I look at Yasmina, who seems to have swum a drift into an unpleasant memory, she adjusts her naked body under the sheet and now she is facing the ceiling of my bedroom.

For some reason I revisit the moments with the guy whom our conversation started with. I continue telling her that that guy never trusted me. He was always suspicious of what I did, he never trusted that I liked him. He always said that it was unbelievable that I was with him or that I could be faithful to him. He also was rough with me in bed. He always wanted to be in control, he wanted to dominate me. He wanted to be in power. I tell her I thought it was just a sexual fetish of his but one day when I tried to be on top,he got very angry but pretended to be joking. He said that he wanted to f*** my beauty, that I’m his, that he wanted to feel beautiful as well, and that’s why he wanted to possess me. And that’s how I became no more than an object that satisfied him; he was never interested in who I am, or what I did. At the beginning, I wanted in on his unique features, his humble life, the fact the he was a struggling street musician, and a part-time construction worker. But then I couldn’t be just an object.

The worst part is when he told me that he was settling for me because I’m beautiful, otherwise he is into bigger bodies, bigger penises, both a ‘manly’ thing he thought.

Yasmina now looks at me with big brown eyes sparkling with an independent scream of the beauty of her ancestors, the pharaohs.
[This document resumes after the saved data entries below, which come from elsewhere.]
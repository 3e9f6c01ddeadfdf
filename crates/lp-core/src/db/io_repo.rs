//! Internal order (IO) repository.

use super::convert;
use super::{make_like_pattern, DbError, DbPool};
use crate::models::{Io, IoFilter, IoUpdate};
use async_trait::async_trait;
use chrono::Utc;
use sqlx::SqliteConnection;
use uuid::Uuid;

#[async_trait]
pub trait IoRepository: Send + Sync {
    async fn create(&self, io: &Io) -> Result<Io, DbError>;
    async fn get(&self, id: Uuid) -> Result<Option<Io>, DbError>;
    async fn list(&self, filter: &IoFilter) -> Result<Vec<Io>, DbError>;
    async fn update(&self, id: Uuid, update: &IoUpdate) -> Result<Io, DbError>;
    async fn delete(&self, id: Uuid) -> Result<bool, DbError>;
}

const SELECT_IO: &str =
    "SELECT id, io_number, name, responsible, cost_center, is_active, created_at, updated_at FROM ios";

pub struct SqliteIoRepository {
    pool: sqlx::SqlitePool,
}

impl SqliteIoRepository {
    pub fn new(pool: sqlx::SqlitePool) -> Self {
        Self { pool }
    }
}

#[async_trait]
impl IoRepository for SqliteIoRepository {
    async fn create(&self, io: &Io) -> Result<Io, DbError> {
        let mut conn = self.pool.acquire().await?;
        insert_io(&mut conn, io).await?;
        Ok(io.clone())
    }

    async fn get(&self, id: Uuid) -> Result<Option<Io>, DbError> {
        let mut conn = self.pool.acquire().await?;
        fetch_io(&mut conn, id).await
    }

    async fn list(&self, filter: &IoFilter) -> Result<Vec<Io>, DbError> {
        let mut query = format!("{} WHERE 1=1", SELECT_IO);
        let mut params: Vec<String> = Vec::new();

        if let Some(is_active) = filter.is_active {
            query.push_str(" AND is_active = ?");
            params.push(if is_active { "1" } else { "0" }.to_string());
        }

        if let Some(search) = &filter.search {
            query.push_str(r" AND (io_number LIKE ? ESCAPE '\' OR name LIKE ? ESCAPE '\')");
            let pattern = make_like_pattern(search);
            params.push(pattern.clone());
            params.push(pattern);
        }

        query.push_str(" ORDER BY io_number ASC");

        let mut sqlx_query = sqlx::query_as::<_, IoRow>(&query);
        for param in params {
            sqlx_query = sqlx_query.bind(param);
        }

        let rows = sqlx_query.fetch_all(&self.pool).await?;
        rows.into_iter().map(TryInto::try_into).collect()
    }

    async fn update(&self, id: Uuid, update: &IoUpdate) -> Result<Io, DbError> {
        let mut io = self
            .get(id)
            .await?
            .ok_or_else(|| DbError::not_found("IO", id))?;

        if let Some(io_number) = &update.io_number {
            io.io_number = io_number.clone();
        }
        if let Some(name) = &update.name {
            io.name = name.clone();
        }
        if let Some(responsible) = &update.responsible {
            io.responsible = responsible.clone();
        }
        if let Some(cost_center) = &update.cost_center {
            io.cost_center = cost_center.clone();
        }
        if let Some(is_active) = update.is_active {
            io.is_active = is_active;
        }
        io.updated_at = Utc::now();

        sqlx::query(
            r#"
            UPDATE ios SET io_number = ?, name = ?, responsible = ?, cost_center = ?, is_active = ?, updated_at = ?
            WHERE id = ?
            "#,
        )
        .bind(&io.io_number)
        .bind(&io.name)
        .bind(&io.responsible)
        .bind(&io.cost_center)
        .bind(io.is_active)
        .bind(io.updated_at.to_rfc3339())
        .bind(id.to_string())
        .execute(&self.pool)
        .await?;

        Ok(io)
    }

    async fn delete(&self, id: Uuid) -> Result<bool, DbError> {
        let result = sqlx::query("DELETE FROM ios WHERE id = ?")
            .bind(id.to_string())
            .execute(&self.pool)
            .await?;

        Ok(result.rows_affected() > 0)
    }
}

pub fn create_io_repository(pool: &DbPool) -> Box<dyn IoRepository> {
    Box::new(SqliteIoRepository::new(pool.inner().clone()))
}

pub(crate) async fn insert_io(conn: &mut SqliteConnection, io: &Io) -> Result<(), DbError> {
    sqlx::query(
        r#"
        INSERT INTO ios (id, io_number, name, responsible, cost_center, is_active, created_at, updated_at)
        VALUES (?, ?, ?, ?, ?, ?, ?, ?)
        "#,
    )
    .bind(io.id.to_string())
    .bind(&io.io_number)
    .bind(&io.name)
    .bind(&io.responsible)
    .bind(&io.cost_center)
    .bind(io.is_active)
    .bind(io.created_at.to_rfc3339())
    .bind(io.updated_at.to_rfc3339())
    .execute(&mut *conn)
    .await?;

    Ok(())
}

pub(crate) async fn fetch_io(conn: &mut SqliteConnection, id: Uuid) -> Result<Option<Io>, DbError> {
    let row: Option<IoRow> = sqlx::query_as(&format!("{} WHERE id = ?", SELECT_IO))
        .bind(id.to_string())
        .fetch_optional(&mut *conn)
        .await?;

    row.map(TryInto::try_into).transpose()
}

pub(crate) async fn fetch_all_ios(conn: &mut SqliteConnection) -> Result<Vec<Io>, DbError> {
    let rows: Vec<IoRow> = sqlx::query_as(&format!("{} ORDER BY io_number", SELECT_IO))
        .fetch_all(&mut *conn)
        .await?;

    rows.into_iter().map(TryInto::try_into).collect()
}

#[derive(sqlx::FromRow)]
struct IoRow {
    id: String,
    io_number: String,
    name: String,
    responsible: Option<String>,
    cost_center: Option<String>,
    is_active: bool,
    created_at: String,
    updated_at: String,
}

impl TryFrom<IoRow> for Io {
    type Error = DbError;

    fn try_from(row: IoRow) -> Result<Self, Self::Error> {
        Ok(Io {
            id: convert::uuid(&row.id)?,
            io_number: row.io_number,
            name: row.name,
            responsible: row.responsible,
            cost_center: row.cost_center,
            is_active: row.is_active,
            created_at: convert::timestamp(&row.created_at)?,
            updated_at: convert::timestamp(&row.updated_at)?,
        })
    }
}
Her free soul unshackled from the norms of her heritage starts speaking.

“I know we might just have a one-night stand, that we have just met, two strangers engaged in a brilliant conversation that led both of us into bed, but I feel I can tell you this Jimmy: I was raped when I was 13 years old. I was raped by my uncle who was living in Belgium and who visited Egypt every summer. My uncle believed that he wasn’t beautiful, at least not the traditional beautiful. He believed that he wasn’t desired. Thinking about it now, before he found the one for whom he was beautiful, he wanted the feeling of fitting in. He wanted to be desired, so he desired me.

He wrote me a letter explaining that he is very sorry, that he regrets doing all that, that he just wanted to feel beautiful, that I was his Egyptian Lolita, that having sex with me was the only way. Sadly, enough I was never angry with him. I want to be, but I understand this urgent need to possess what we find beautiful and what makes us feel beautiful. It’s wrong. Please don’t judge me.”

I look at Yasmina wanting to do something, to hug her for this, but I realise that she doesn’t need my empathy, she doesn’t need a man to tell her that it will be ok. She just wanted to let that out.

And I find her courage just, so, beautiful.